OPINION FILED JANUARY 6, 1978.

STATE BANK OF EAST MOLINE, PLAINTIFF-APPELLANT,

v.

GUS CIRIVELLO ET AL., DEFENDANTS-APPELLEES.



APPEAL from the Circuit Court of Rock Island County; the Hon. JOHN L. POOLE, Judge, presiding. MR. PRESIDING JUSTICE ALLOY DELIVERED THE OPINION OF THE COURT:

Rehearing denied February 14, 1978.

State Bank of East Moline appeals from an order of the Circuit Court of Rock Island County in which the court found a guaranty signed by defendants to be void and unenforceable.

The action in the instant case was initiated by the plaintiff bank to enforce a guaranty agreement executed by defendants, who were 12 limited partners of Lakeview Estates Limited Partnership. The guaranty was asserted to be enforceable by plaintiff bank as a guarantee of payment of a loan of $65,000 by the bank to the partnership. Seven of the defendants defaulted and five defendants contested the action. As we have noted, following a bench trial, the trial court found the guaranty to be void and unenforceable on the theory that only 12 limited partners signed the guaranty and that the defendants had relied on plaintiff's representations that all 13 limited partners of the partnership would be required to sign the guaranty.

On appeal in this court, plaintiff bank argues that (1) the failure of all 13 limited partners to sign the guaranty does not make it void because plaintiff had no notice from defendants that execution by all 13 limited partners was a condition of defendants' undertakings, and (2) the trial court's determination that defendant relied on plaintiff's representation is contrary to law and against the manifest weight of the evidence.

Lakeview Estates Limited Partnership was a limited partnership having one general partner, Lakeview Estates of Iowa, Inc., and 13 limited partners, including the 11 defendants in this cause and one James Patten. In June of 1972, the partnership sought a loan of $65,000 from plaintiff bank, apparently for the purpose of finishing the pads for a mobile home park being developed by the partnership. The representatives of the partnership, for the purposes of the loan negotiations, were Moe Shamsie, president of Lakeview Estates of Iowa, Inc., and a limited partner of the partnership, and Durward Dirks and Archie Roets, also both limited partners of the partnership. During the discussions regarding the loan, Ben H. Ryan, Jr., president of plaintiff and plaintiff's representative in the loan negotiations, informed the partnership's representatives that plaintiff would make the loan to the partnership if all of the limited partners would personally guarantee repayment of the loan. On or about June 20, 1972, 12 limited partners (11 defendants in this action) signed an instrument entitled "Authority of Partnership to Open Deposit Account and to Procure Loans." That instrument authorized Dirks, Shamsie and Roets to act as partnership representatives and to borrow money, incur liabilities, and execute promissory notes on behalf of the partnership in transactions with plaintiff bank. This authorization was not signed by limited partner James Patten, although a signature blank had been prepared for his name. The partnership authorization was acted upon as to the loan request even though Patten did not sign, where the other 12 parties did sign.

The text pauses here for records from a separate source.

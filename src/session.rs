//! A chat session: context, message log and optional persistence.

use std::time::Duration;

use rand::Rng;
use serde::Serialize;

use crate::context::ConversationContext;
use crate::history::{
    load_conversation, save_conversation, ChatMessage, HistoryStore, Role, StoredConversation,
    MAX_STORED_MESSAGES,
};
use crate::script::QuickReply;
use crate::selector::{ResponseSelector, Selection};

const TYPING_DELAY_BASE_MS: u64 = 800;
const TYPING_DELAY_JITTER_MS: u64 = 1200;

/// Result of firing a quick action.
#[derive(Debug, Clone, PartialEq, Eq, Serialize)]
#[serde(rename_all = "camelCase")]
pub struct QuickExchange {
    /// Registered id of the action.
    pub id: String,
    /// The user-side message the action stands for.
    pub prompt: String,
    /// What the bot answered.
    pub reply: String,
    /// Set when the reply was drawn from a category.
    #[serde(skip_serializing_if = "Option::is_none")]
    pub category: Option<String>,
}

/// One user's conversation with the bot.
pub struct ChatSession {
    context: ConversationContext,
    messages: Vec<ChatMessage>,
    store: Option<Box<dyn HistoryStore>>,
    max_stored_messages: usize,
}

impl ChatSession {
    /// A session that keeps nothing beyond its own lifetime.
    pub fn new(context: ConversationContext) -> Self {
        Self {
            context,
            messages: Vec::new(),
            store: None,
            max_stored_messages: MAX_STORED_MESSAGES,
        }
    }

    /// A session backed by `store`. Saved history is loaded but not replayed;
    /// the saved recency list and last reply seed repeat avoidance.
    pub fn with_store(
        selector: &ResponseSelector,
        context: ConversationContext,
        store: Box<dyn HistoryStore>,
        max_stored_messages: usize,
    ) -> Self {
        let saved = load_conversation(store.as_ref());
        let mut session = Self {
            context,
            messages: Vec::new(),
            store: Some(store),
            max_stored_messages,
        };
        session.restore(selector, saved);
        session
    }

    /// Logs the user's message, selects a reply, logs it and persists.
    pub fn respond(&mut self, selector: &ResponseSelector, input: &str) -> Selection {
        self.push(ChatMessage::new(Role::User, input));
        let selection = selector.select(input, &mut self.context);
        self.push(ChatMessage::new(Role::Bot, selection.text.clone()));
        self.persist();
        selection
    }

    /// Fires a registered quick action. `None` if the id is unknown.
    pub fn quick_reply(&mut self, selector: &ResponseSelector, id: &str) -> Option<QuickExchange> {
        let action = selector.script().quick_action(id)?;
        let (reply, category) = match &action.reply {
            QuickReply::Fixed { text } => (text.clone(), None),
            QuickReply::Category { category } => {
                let selection = selector.reply_from(category, &mut self.context)?;
                (selection.text, Some(selection.category))
            }
        };

        self.push(ChatMessage::new(Role::User, action.prompt.clone()));
        self.push(ChatMessage::new(Role::Bot, reply.clone()));
        self.persist();

        Some(QuickExchange {
            id: action.id.clone(),
            prompt: action.prompt.clone(),
            reply,
            category,
        })
    }

    /// Forgets the conversation and returns the "cleared" line.
    pub fn clear(&mut self, selector: &ResponseSelector) -> String {
        self.context.reset();
        self.messages.clear();
        self.persist();
        selector.script().cleared_message().to_string()
    }

    /// The opening line shown before any conversation.
    pub fn welcome<'a>(&self, selector: &'a ResponseSelector) -> &'a str {
        selector.script().welcome_message()
    }

    /// A presentation-only "thinking" pause between 0.8 and 2 seconds.
    pub fn typing_delay(&mut self) -> Duration {
        let jitter = self.context.rng().gen_range(0..=TYPING_DELAY_JITTER_MS);
        Duration::from_millis(TYPING_DELAY_BASE_MS + jitter)
    }

    /// The message log, oldest first.
    pub fn history(&self) -> &[ChatMessage] {
        &self.messages
    }

    /// Recency list, counters and random source of this session.
    pub fn context(&self) -> &ConversationContext {
        &self.context
    }

    /// Snapshot of what would be persisted.
    pub fn snapshot(&self) -> StoredConversation {
        StoredConversation {
            recent_categories: self.context.recent().map(str::to_string).collect(),
            messages: self.messages.clone(),
        }
    }

    /// Replaces the log and recency list, as when a host hands back history
    /// it saved itself.
    pub fn restore(&mut self, selector: &ResponseSelector, saved: StoredConversation) {
        self.context.restore_recent(saved.recent_categories);
        let skip = saved.messages.len().saturating_sub(self.max_stored_messages);
        self.messages = saved.messages.into_iter().skip(skip).collect();
        self.recall_last_pick(selector);
    }

    /// Points the last pick at the newest bot line, if that line belongs to
    /// the newest recent category.
    fn recall_last_pick(&mut self, selector: &ResponseSelector) {
        let category = match self.context.last_category() {
            Some(category) => category.to_string(),
            None => return,
        };
        let last_reply = self.messages.iter().rev().find(|m| m.role == Role::Bot);
        let responses = selector.script().bank().get(&category);
        if let (Some(reply), Some(responses)) = (last_reply, responses) {
            if let Some(index) = responses.iter().position(|r| *r == reply.text) {
                self.context.set_last_pick(&category, index);
            }
        }
    }

    fn push(&mut self, message: ChatMessage) {
        self.messages.push(message);
        if self.messages.len() > self.max_stored_messages {
            let excess = self.messages.len() - self.max_stored_messages;
            self.messages.drain(..excess);
        }
    }

    fn persist(&self) {
        if let Some(store) = &self.store {
            save_conversation(store.as_ref(), &self.snapshot(), self.max_stored_messages);
        }
    }
}
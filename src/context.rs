//! Per-session conversation state.

use std::collections::{HashMap, VecDeque};

use rand::rngs::StdRng;
use rand::SeedableRng;

/// Most recent categories kept for repeat avoidance.
pub const RECENCY_LIMIT: usize = 5;

/// Small per-session state consulted and updated by the selector.
///
/// Holds the recency list, the session's random source, and the counters
/// used for easter-egg repeats and contextual greetings.
#[derive(Debug, Clone)]
pub struct ConversationContext {
    recent: VecDeque<String>,
    last_pick: Option<(String, usize)>,
    easter_egg_hits: HashMap<String, u32>,
    user_message_count: u32,
    rng: StdRng,
}

impl Default for ConversationContext {
    fn default() -> Self {
        Self::new()
    }
}

impl ConversationContext {
    /// Creates a context seeded from system entropy.
    pub fn new() -> Self {
        Self::with_rng(StdRng::from_entropy())
    }

    /// Creates a context whose selections are reproducible.
    pub fn seeded(seed: u64) -> Self {
        Self::with_rng(StdRng::seed_from_u64(seed))
    }

    fn with_rng(rng: StdRng) -> Self {
        Self {
            recent: VecDeque::with_capacity(RECENCY_LIMIT),
            last_pick: None,
            easter_egg_hits: HashMap::new(),
            user_message_count: 0,
            rng,
        }
    }

    /// Recently used categories, oldest first.
    pub fn recent(&self) -> impl Iterator<Item = &str> + '_ {
        self.recent.iter().map(String::as_str)
    }

    /// Number of categories in the recency list.
    pub fn recent_len(&self) -> usize {
        self.recent.len()
    }

    /// The category used by the previous reply.
    pub fn last_category(&self) -> Option<&str> {
        self.recent.back().map(String::as_str)
    }

    /// Appends a category, evicting the oldest beyond [`RECENCY_LIMIT`].
    pub fn record(&mut self, category: &str) {
        self.recent.push_back(category.to_string());
        while self.recent.len() > RECENCY_LIMIT {
            self.recent.pop_front();
        }
    }

    /// Replaces the recency list, keeping only the newest entries. The last
    /// pick is forgotten since it belonged to the replaced list.
    pub fn restore_recent<I>(&mut self, categories: I)
    where
        I: IntoIterator<Item = String>,
    {
        self.recent.clear();
        self.last_pick = None;
        for category in categories {
            self.record(&category);
        }
    }

    /// Messages the user has sent since the last reset.
    pub fn user_message_count(&self) -> u32 {
        self.user_message_count
    }

    /// Times the given easter-egg trigger has fired in this session.
    pub fn easter_egg_hits(&self, trigger: &str) -> u32 {
        self.easter_egg_hits.get(trigger).copied().unwrap_or(0)
    }

    /// Forgets everything except the random source.
    pub fn reset(&mut self) {
        self.recent.clear();
        self.last_pick = None;
        self.easter_egg_hits.clear();
        self.user_message_count = 0;
    }

    pub(crate) fn rng(&mut self) -> &mut StdRng {
        &mut self.rng
    }

    pub(crate) fn last_pick(&self) -> Option<(&str, usize)> {
        self.last_pick.as_ref().map(|(c, i)| (c.as_str(), *i))
    }

    pub(crate) fn set_last_pick(&mut self, category: &str, index: usize) {
        self.last_pick = Some((category.to_string(), index));
    }

    pub(crate) fn count_user_message(&mut self) {
        self.user_message_count = self.user_message_count.saturating_add(1);
    }

    pub(crate) fn hit_easter_egg(&mut self, trigger: &str) -> u32 {
        let hits = self.easter_egg_hits.entry(trigger.to_string()).or_insert(0);
        *hits = hits.saturating_add(1);
        *hits
    }
}

#[cfg(test)]
mod tests {
    use super::*;
    use pretty_assertions::assert_eq;

    #[test]
    fn test_recency_is_bounded() {
        let mut ctx = ConversationContext::seeded(1);
        for i in 0..12 {
            ctx.record(&format!("c{i}"));
            assert!(ctx.recent_len() <= RECENCY_LIMIT);
        }
        assert_eq!(
            ctx.recent().collect::<Vec<_>>(),
            vec!["c7", "c8", "c9", "c10", "c11"]
        );
        assert_eq!(ctx.last_category(), Some("c11"));
    }

    #[test]
    fn test_restore_keeps_newest() {
        let mut ctx = ConversationContext::seeded(1);
        ctx.restore_recent((0..8).map(|i| format!("c{i}")));
        assert_eq!(
            ctx.recent().collect::<Vec<_>>(),
            vec!["c3", "c4", "c5", "c6", "c7"]
        );
    }

    #[test]
    fn test_restore_forgets_last_pick() {
        let mut ctx = ConversationContext::seeded(1);
        ctx.record("jokes");
        ctx.set_last_pick("jokes", 4);
        ctx.restore_recent(vec!["greetings".to_string()]);
        assert!(ctx.last_pick().is_none());
        assert_eq!(ctx.last_category(), Some("greetings"));
    }

    #[test]
    fn test_easter_egg_hits_count_per_trigger() {
        let mut ctx = ConversationContext::seeded(1);
        assert_eq!(ctx.hit_easter_egg("42"), 1);
        assert_eq!(ctx.hit_easter_egg("42"), 2);
        assert_eq!(ctx.hit_easter_egg("skynet"), 1);
        assert_eq!(ctx.easter_egg_hits("42"), 2);
        assert_eq!(ctx.easter_egg_hits("matrix"), 0);
    }

    #[test]
    fn test_reset() {
        let mut ctx = ConversationContext::seeded(1);
        ctx.record("jokes");
        ctx.count_user_message();
        ctx.hit_easter_egg("42");
        ctx.set_last_pick("jokes", 2);
        ctx.reset();
        assert_eq!(ctx.recent_len(), 0);
        assert_eq!(ctx.user_message_count(), 0);
        assert_eq!(ctx.easter_egg_hits("42"), 0);
        assert!(ctx.last_pick().is_none());
    }
}
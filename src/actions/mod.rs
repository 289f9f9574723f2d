//! AtaBot actions
//!
//! Provides action implementations for the AtaBot chatbot.

mod generate_response;
mod quick_reply;

pub use generate_response::GenerateResponseAction;
pub use quick_reply::QuickReplyAction;

use serde::Serialize;
use serde_json::Value;

use crate::AtaBotPlugin;

/// Action result structure
#[derive(Debug, Clone, Serialize)]
#[serde(rename_all = "camelCase")]
pub struct ActionResult {
    /// Whether the action succeeded
    pub success: bool,
    /// Response text
    #[serde(skip_serializing_if = "Option::is_none")]
    pub text: Option<String>,
    /// Error message if failed
    #[serde(skip_serializing_if = "Option::is_none")]
    pub error: Option<String>,
    /// Structured data about the reply
    #[serde(skip_serializing_if = "Option::is_none")]
    pub data: Option<Value>,
}

impl ActionResult {
    pub(crate) fn ok(text: String, data: Value) -> Self {
        Self {
            success: true,
            text: Some(text),
            error: None,
            data: Some(data),
        }
    }

    /// A failure with no reply text.
    pub fn failure(error: &str) -> Self {
        Self {
            success: false,
            text: None,
            error: Some(error.to_string()),
            data: None,
        }
    }

    pub(crate) fn failed(text: &str, error: &str) -> Self {
        Self {
            success: false,
            text: Some(text.to_string()),
            error: Some(error.to_string()),
            data: None,
        }
    }
}

/// Action example for documentation
pub struct ActionExample {
    /// Example input
    pub input: String,
    /// Example output
    pub output: String,
}

/// Common surface of AtaBot actions.
pub trait ChatAction: Send + Sync {
    /// Returns the action name.
    fn name(&self) -> &'static str;

    /// Returns action aliases.
    fn similes(&self) -> Vec<&'static str>;

    /// Returns the action description.
    fn description(&self) -> &'static str;

    /// Validates whether this action should handle the message.
    fn validate(&self, plugin: &AtaBotPlugin, message_text: &str) -> bool;

    /// Handles the action.
    fn handler(&self, plugin: &AtaBotPlugin, input: &str) -> ActionResult;

    /// Returns action examples.
    fn examples(&self) -> Vec<ActionExample>;
}

/// Returns all available actions.
pub fn get_actions() -> Vec<Box<dyn ChatAction>> {
    vec![Box::new(GenerateResponseAction), Box::new(QuickReplyAction)]
}

/// Finds an action by name or simile, ignoring case.
pub fn find_action(name: &str) -> Option<Box<dyn ChatAction>> {
    get_actions().into_iter().find(|action| {
        action.name().eq_ignore_ascii_case(name)
            || action.similes().iter().any(|s| s.eq_ignore_ascii_case(name))
    })
}

#[cfg(test)]
mod tests {
    use super::*;

    #[test]
    fn test_get_actions() {
        let actions = get_actions();
        assert_eq!(actions.len(), 2);
        assert_eq!(actions[0].name(), "generate-response");
        assert_eq!(actions[1].name(), "quick-reply");
    }

    #[test]
    fn test_find_action_by_simile() {
        assert_eq!(find_action("ATABOT_CHAT").map(|a| a.name()), Some("generate-response"));
        assert_eq!(find_action("Quick-Reply").map(|a| a.name()), Some("quick-reply"));
        assert!(find_action("dance").is_none());
    }
}
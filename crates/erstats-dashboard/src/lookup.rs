//! Hospital detail lookup.
//!
//! The dropdown offers every domestic hospital, but only some of them have an
//! extended detail record. A miss is not an error: the base figures render
//! and the detail block is left out.

use erstats_core::widget::{Select, Widget};
use erstats_datasets::datasets::hospitals::{
    HospitalDetail, PhilippineHospital, hospital_detail, philippine_hospital,
    philippine_hospitals,
};
use tracing::{info, warn};

pub const SELECT_ID: &str = "hospital-detail";
pub const SELECT_LABEL: &str = "Select Hospital for Details:";
pub const DETAIL_HEADING: &str = "Hospital Details";

/// A domestic hospital together with its detail record, when one exists.
#[derive(Debug, Clone, Copy)]
pub struct HospitalLookup {
    pub hospital: &'static PhilippineHospital,
    pub detail: Option<&'static HospitalDetail>,
}

/// Valid dropdown keys, in definition order.
pub fn hospital_keys() -> Vec<String> {
    philippine_hospitals()
        .iter()
        .map(|h| h.hospital.clone())
        .collect()
}

pub fn lookup_hospital(name: &str) -> Option<HospitalLookup> {
    let hospital = philippine_hospital(name)?;
    Some(HospitalLookup {
        hospital,
        detail: hospital_detail(name),
    })
}

/// Resolve the host's selection to a lookup, defaulting to the first hospital.
///
/// A name outside the dropdown's key set falls back to the default as well.
pub fn resolve_selection(selected: Option<&str>) -> Option<HospitalLookup> {
    if let Some(name) = selected {
        if let Some(found) = lookup_hospital(name) {
            return Some(found);
        }
        warn!(hospital = name, "unknown hospital selected, using the first entry");
    }
    let first = philippine_hospitals().first()?;
    lookup_hospital(&first.hospital)
}

/// The dropdown plus the widgets for the selected hospital.
pub fn hospital_detail_widgets(selected: Option<&str>) -> Vec<Widget> {
    let Some(lookup) = resolve_selection(selected) else {
        return Vec::new();
    };

    let mut widgets = vec![Widget::Select(Select {
        id: SELECT_ID.to_string(),
        label: SELECT_LABEL.to_string(),
        options: hospital_keys(),
        selected: lookup.hospital.hospital.clone(),
    })];
    widgets.extend(detail_widgets(&lookup));
    widgets
}

/// Base metrics always; the contact block only when a detail record exists.
pub fn detail_widgets(lookup: &HospitalLookup) -> Vec<Widget> {
    let h = lookup.hospital;
    let mut widgets = vec![Widget::Columns {
        columns: vec![
            vec![
                Widget::metric("ER+ Specialty Score", format!("{}/100", h.specialty_score)),
                Widget::metric("Survival Rate", format!("{}%", h.survival_rate)),
            ],
            vec![
                Widget::metric("Technology Level", format!("{}/10", h.technology_level)),
                Widget::metric("Monthly Cases", h.monthly_cases.to_string()),
            ],
            vec![
                Widget::metric("Waiting Time", format!("{} weeks", h.waiting_weeks)),
                Widget::metric("Location", &h.location),
            ],
        ],
    }];

    match lookup.detail {
        Some(detail) => {
            widgets.push(Widget::heading(4, DETAIL_HEADING));
            widgets.push(Widget::field("Contact", &detail.contact));
            widgets.push(Widget::field("Website", &detail.website));
            widgets.push(Widget::field("Services", detail.services.join(", ")));
            widgets.push(Widget::field("Special Programs", &detail.special_programs));
        }
        None => info!(hospital = %h.hospital, "no extended detail on record"),
    }

    widgets
}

In July of 1972, and on or prior to July 13, 1972, Ben Ryan, the bank official, delivered to one or more of the partnerships representatives in the loan negotiations a printed guaranty form commonly used by plaintiff bank. At a meeting held on or about July 13, 1972, some of the limited partners met and signed the guaranty form which had been supplied by plaintiff. Each guaranty form contained eight signature blanks. Two guaranty forms were eventually signed, one containing nine signatures and one containing three signatures. At the meeting, the partners were told, by the partnership representatives, of the condition stated by the bank as to the guaranty, and were apparently advised by their colleagues that each limited partner was guaranteeing a portion (one-thirteenth) of the loan, and that all partners would sign the guaranty. While some of the defendants did not read the guaranty before signing, all defendants had an opportunity to read the guaranty before signing. Ben Ryan, the plaintiff bank's representative, did not attend the meeting among the partners.

The guaranty signed by defendants, provided in part:

"TO STATE BANK OF EAST MOLINE * * *

The undersigned hereby request you to give, and continue to give, LAKEVIEW-ESTATES-LIMITED PARTNERSHIP * * * from time to time, as you see fit, financial accommodations and credit, and * * * the undersigned hereby guarantee and promise and agree to make prompt payment to you, as they severally mature, * * * of all loans made, or which may be made by you to said borrower * * *.

If this guaranty be executed by more than one signer all of the obligations hereby created, and all agreements herein contained shall be the several obligations and agreements of each of the undersigned, but at your option any or all of the same may be enforced against any or all of the undersigned jointly."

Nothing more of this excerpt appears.